A six-year prison sentence reportedly given to a man in China’s traditionally Muslim Xinjiang region for growing a beard was “absurd,” an overseas advocacy group said.
The sentence comes as Beijing continues its crackdown on visible signs of Muslim religious observance among the country’s Uighur ethnic minority. Chinese authorities have warned of a violent separatist movement among Uighurs, but international rights activists have broadly criticized China’s treatment of the group. Hours after Chinese state media reported the man’s sentencing on Sunday, the incident was reported in the international media as another example of China’s repression of Uighur religious freedom. Accounts of the sentencing online on Chinese state media have since disappeared.
Dilxat Raxit, a spokesman for the World Uyghur Congress advocacy organization, told Agence France-Presse (AFP) on Monday that the Chinese media reports of the punishment were “typical of the political persecution” faced by Uighurs.
“This is a case that would not happen in any other country in the world,” Raxit said in a statement. “It is unacceptable and absurd. It exposes China’s hostile attitude and crisis of governance.”
“If a Chinese person grows a beard, it is a personal fashion he is allowed to choose freely. If a Uighur grows a beard, he is a religious extremist,” he added.
On Sunday, the state-owned newspaper China Youth Daily reported that a court in the Xinjiang city of Kashgar sentenced a 38-year-old Uighur man to six years in jail for growing a beard, while his wife was given two years for veiling herself.
The man “had started growing his beard in 2010” and his wife “wore a veil hiding her face and a burqa,” the paper said. Both practices are discouraged by local authorities.
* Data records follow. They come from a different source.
//! Music platform clients
//!
//! Provides a unified interface to the upstream platforms that supply track
//! metadata and download URLs.

/// Direct-link platform: plain http(s) audio URLs.
pub mod direct;

pub use direct::DirectLinkPlatform;

use async_trait::async_trait;
use serde::{Deserialize, Serialize};
use std::collections::HashMap;
use std::fmt;
use std::sync::Arc;
use thiserror::Error;

/// Errors that can occur during platform operations
#[derive(Debug, Error, Clone, PartialEq, Eq)]
pub enum PlatformError {
    /// The track does not exist
    #[error("Track not found: {0}")]
    NotFound(String),
    /// The request cannot be served by this platform
    #[error("Unsupported: {0}")]
    Unsupported(String),
    /// Upstream rate limit, optionally with a wait time
    #[error("Rate limit exceeded (wait: {wait_secs:?}s)")]
    RateLimited {
        /// Retry-After duration in seconds, if provided by the server
        wait_secs: Option<u64>,
    },
    /// The track exists but cannot be downloaded right now
    #[error("Unavailable: {0}")]
    Unavailable(String),
    /// Credentials are missing or rejected
    #[error("Authorization required: {0}")]
    AuthRequired(String),
    /// Connectivity failure or timeout
    #[error("Network error: {0}")]
    Network(String),
}

impl PlatformError {
    /// Whether the platform client's own retry policy should try again.
    #[must_use]
    pub const fn is_transient(&self) -> bool {
        matches!(self, Self::Network(_))
    }
}

/// Requested audio quality
#[derive(Debug, Clone, Copy, PartialEq, Eq, Hash, Default, Serialize, Deserialize)]
pub enum Quality {
    /// Smallest available stream
    Low,
    /// Platform default
    #[default]
    Standard,
    /// Highest lossy bitrate
    High,
    /// Lossless stream
    Lossless,
}

impl fmt::Display for Quality {
    fn fmt(&self, f: &mut fmt::Formatter<'_>) -> fmt::Result {
        let s = match self {
            Self::Low => "low",
            Self::Standard => "standard",
            Self::High => "high",
            Self::Lossless => "lossless",
        };
        f.write_str(s)
    }
}

/// Track metadata
#[derive(Debug, Clone, PartialEq, Eq, Serialize, Deserialize)]
pub struct Track {
    /// Platform name
    pub platform: String,
    /// Platform-specific track id
    pub id: String,
    /// Track title
    pub title: String,
    /// Track artist
    pub artist: String,
    /// Duration in seconds, if known
    pub duration_secs: Option<u32>,
}

/// Where and how to fetch the audio stream
#[derive(Debug, Clone, PartialEq, Eq)]
pub struct DownloadInfo {
    /// Direct download URL
    pub url: String,
    /// Headers required by the upstream CDN
    pub headers: HashMap<String, String>,
    /// File extension for the temporary file
    pub extension: String,
    /// Content length, if known
    pub size: Option<u64>,
}

/// Interface for music platforms
#[cfg_attr(test, mockall::automock)]
#[async_trait]
pub trait MusicPlatform: Send + Sync {
    /// Platform name used in request keys
    fn name(&self) -> &str;
    /// Fetch track metadata
    async fn get_track(&self, track_id: &str) -> Result<Track, PlatformError>;
    /// Resolve a download URL for the given quality
    async fn get_download_info(
        &self,
        track_id: &str,
        quality: Quality,
    ) -> Result<DownloadInfo, PlatformError>;
    /// Search tracks by free text
    async fn search(&self, query: &str, limit: usize) -> Result<Vec<Track>, PlatformError>;
    /// List the tracks of a playlist
    async fn get_playlist(&self, playlist_id: &str) -> Result<Vec<Track>, PlatformError>;
}

/// Registry of configured platforms, looked up by name
#[derive(Default, Clone)]
pub struct PlatformRegistry {
    platforms: HashMap<String, Arc<dyn MusicPlatform>>,
}

impl PlatformRegistry {
    /// Create an empty registry
    #[must_use]
    pub fn new() -> Self {
        Self::default()
    }

    /// Register a platform under its own name
    pub fn register(&mut self, platform: Arc<dyn MusicPlatform>) {
        self.platforms.insert(platform.name().to_string(), platform);
    }

    /// Look up a platform by name
    ///
    /// # Errors
    ///
    /// Returns `PlatformError::Unsupported` when no platform has that name.
    pub fn get(&self, name: &str) -> Result<Arc<dyn MusicPlatform>, PlatformError> {
        self.platforms
            .get(name)
            .cloned()
            .ok_or_else(|| PlatformError::Unsupported(format!("unknown platform {name}")))
    }

    /// Number of registered platforms
    #[must_use]
    pub fn len(&self) -> usize {
        self.platforms.len()
    }

    /// Whether no platform is registered
    #[must_use]
    pub fn is_empty(&self) -> bool {
        self.platforms.is_empty()
    }
}
//! Bounded upload queue drained by a single worker.
//!
//! Uploads run strictly one at a time in submission order. A reconciler
//! periodically rewrites the status messages of tasks still waiting so users
//! see their current position.

use super::download::TempFile;
use super::governor::{CallOutcome, RateGovernor};
use super::{status, PipelineError};
use crate::chat::{AudioUpload, ChatClient, ChatError, DeliveredAudio, MessageRef};
use futures_util::future::BoxFuture;
use parking_lot::Mutex;
use std::collections::VecDeque;
use std::sync::Arc;
use std::time::Duration;
use tokio::sync::{oneshot, Notify, Semaphore};
use tokio::task::JoinHandle;
use tokio_util::sync::CancellationToken;
use tracing::{debug, info, warn};

/// Default number of tasks that may wait for upload.
pub const DEFAULT_QUEUE_CAPACITY: usize = 32;
/// Default tick of the status reconciler.
pub const DEFAULT_RECONCILE_INTERVAL: Duration = Duration::from_secs(2);

/// Outcome handed to the completion callback and the submitter
pub type UploadResult = Result<DeliveredAudio, PipelineError>;

/// Runs once per task, after the upload finished, failed or was canceled
pub type CompletionCallback =
    Box<dyn FnOnce(UploadResult) -> BoxFuture<'static, ()> + Send + Sync>;

#[derive(Debug, Default)]
struct StatusSlot {
    message: Option<MessageRef>,
    running: bool,
}

/// Shared, re-anchorable reference to a task's status message
#[derive(Debug, Clone, Default)]
pub struct StatusHandle(Arc<Mutex<StatusSlot>>);

impl StatusHandle {
    /// Handle pointing at `message`
    #[must_use]
    pub fn new(message: Option<MessageRef>) -> Self {
        Self(Arc::new(Mutex::new(StatusSlot {
            message,
            running: false,
        })))
    }

    /// Current status message
    #[must_use]
    pub fn get(&self) -> Option<MessageRef> {
        self.0.lock().message
    }

    /// Point at another message
    pub fn set(&self, message: Option<MessageRef>) {
        self.0.lock().message = message;
    }

    /// Detach and return the current message
    pub fn take(&self) -> Option<MessageRef> {
        self.0.lock().message.take()
    }

    fn mark_running(&self) {
        self.0.lock().running = true;
    }

    fn is_running(&self) -> bool {
        self.0.lock().running
    }
}

/// How the audio reaches the chat
#[derive(Debug, Clone, Copy, PartialEq, Eq)]
pub enum UploadTarget {
    /// Send a new audio message
    SendNew,
    /// Replace the status message's content with the audio
    ReplaceStatus,
}

/// A prepared item waiting for delivery
pub struct UploadTask {
    /// Cancellation of the originating request, checked before the upload starts
    pub cancel: CancellationToken,
    /// Destination chat
    pub chat_id: i64,
    /// Status message of the request
    pub status: StatusHandle,
    /// Payload
    pub audio: AudioUpload,
    /// Delivery mode
    pub target: UploadTarget,
    /// HTML label used in status texts
    pub label: String,
    /// Temporary files released once the task completes
    pub cleanup: Vec<Arc<TempFile>>,
    /// Completion callback
    pub on_complete: Option<CompletionCallback>,
}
The couple were found guilty of “picking quarrels and provoking trouble,” a vague accusation regularly used in the Chinese judicial system against dissidents.
An employee of Kashgar’s propaganda department declined to confirm the report Monday, telling AFP, “I know nothing about this.”
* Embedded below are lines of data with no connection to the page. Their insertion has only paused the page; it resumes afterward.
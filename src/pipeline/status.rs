//! Status message texts shown while a request moves through the pipeline.

use super::PipelineError;

/// Request accepted, nothing started yet
#[must_use]
pub fn accepted() -> String {
    "⏳ Queued…".to_string()
}

/// Waiting for a download slot
#[must_use]
pub fn waiting_for_slot(ahead: usize) -> String {
    if ahead == 0 {
        "⏳ You are next in line…".to_string()
    } else {
        format!("⏳ Tasks ahead of you: {ahead}")
    }
}

/// Download in progress
#[must_use]
pub fn downloading(label: &str) -> String {
    format!("⬇️ Downloading <b>{label}</b>…")
}

/// Waiting in the upload queue
#[must_use]
pub fn queued_for_upload(label: &str, ahead: usize) -> String {
    if ahead == 0 {
        format!("📤 <b>{label}</b> is next for upload…")
    } else {
        format!("📤 <b>{label}</b> waits for upload, {ahead} ahead")
    }
}

/// Upload in progress
#[must_use]
pub fn uploading(label: &str) -> String {
    format!("📤 Uploading <b>{label}</b>…")
}

/// Terminal failure
#[must_use]
pub fn failed(err: &PipelineError) -> String {
    err.user_message().to_string()
}

#[cfg(test)]
mod tests {
    use super::*;

    #[test]
    fn positions_are_rendered() {
        assert_eq!(waiting_for_slot(0), "⏳ You are next in line…");
        assert_eq!(waiting_for_slot(3), "⏳ Tasks ahead of you: 3");
        assert!(queued_for_upload("Song", 2).contains("2 ahead"));
    }

    #[test]
    fn failures_use_user_messages() {
        assert_eq!(
            failed(&PipelineError::QueueFull { capacity: 1 }),
            "📦 Task queue is full, try later"
        );
    }
}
Chinese state media later appeared to retract its own accounts of the sentencing, after the story was picked up by international English-language media Monday, in an apparent attempt to prevent further criticism of China’s human rights record. The China Youth Daily report and several other articles on the case had been deleted from mainland news sites hours after an article on The Washington Post publicized the incident.
The initial accounts spurred debate among users of China’s popular online social networks.